_WHAT IS EXPECTED_.
Reproduce the top of the data verbatim, through and including the line that contains "task updater into".

Saved data entries:
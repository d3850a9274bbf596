/// Agent executor system
///
/// This module defines the executor trait — the polymorphic interface the
/// gateway uses to drive an agent capability — and the echo sample
/// implementation. Each mounted tenant plugs one executor into the
/// gateway; real capabilities implement the same trait.
///
/// # Executor contract
///
/// Every `execute` invocation must eventually drive its task updater into
/// exactly one terminal state, even on internal failure; the request
/// handler additionally guards against executors that neglect to
/// finalize. `cancel` is only invoked for non-terminal tasks; an executor
/// that cannot cancel mid-flight reports a typed unsupported-operation
/// error and the gateway forces the terminal state itself.

pub mod echo;
pub mod executor_trait;

// Re-export main types
pub use echo::EchoExecutor;
pub use executor_trait::{
    AgentExecutor, ExecutorError, ExecutorResult, RequestContext,
};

_REPLY TO THE TASK_.
repository d3850a9274bbf596
/// Agent executor system
///
/// This module defines the executor trait — the polymorphic interface the
/// gateway uses to drive an agent capability — and the echo sample
/// implementation. Each mounted tenant plugs one executor into the
/// gateway; real capabilities implement the same trait.
///
/// # Executor contract
///
/// Every `execute` invocation must eventually drive its task updater into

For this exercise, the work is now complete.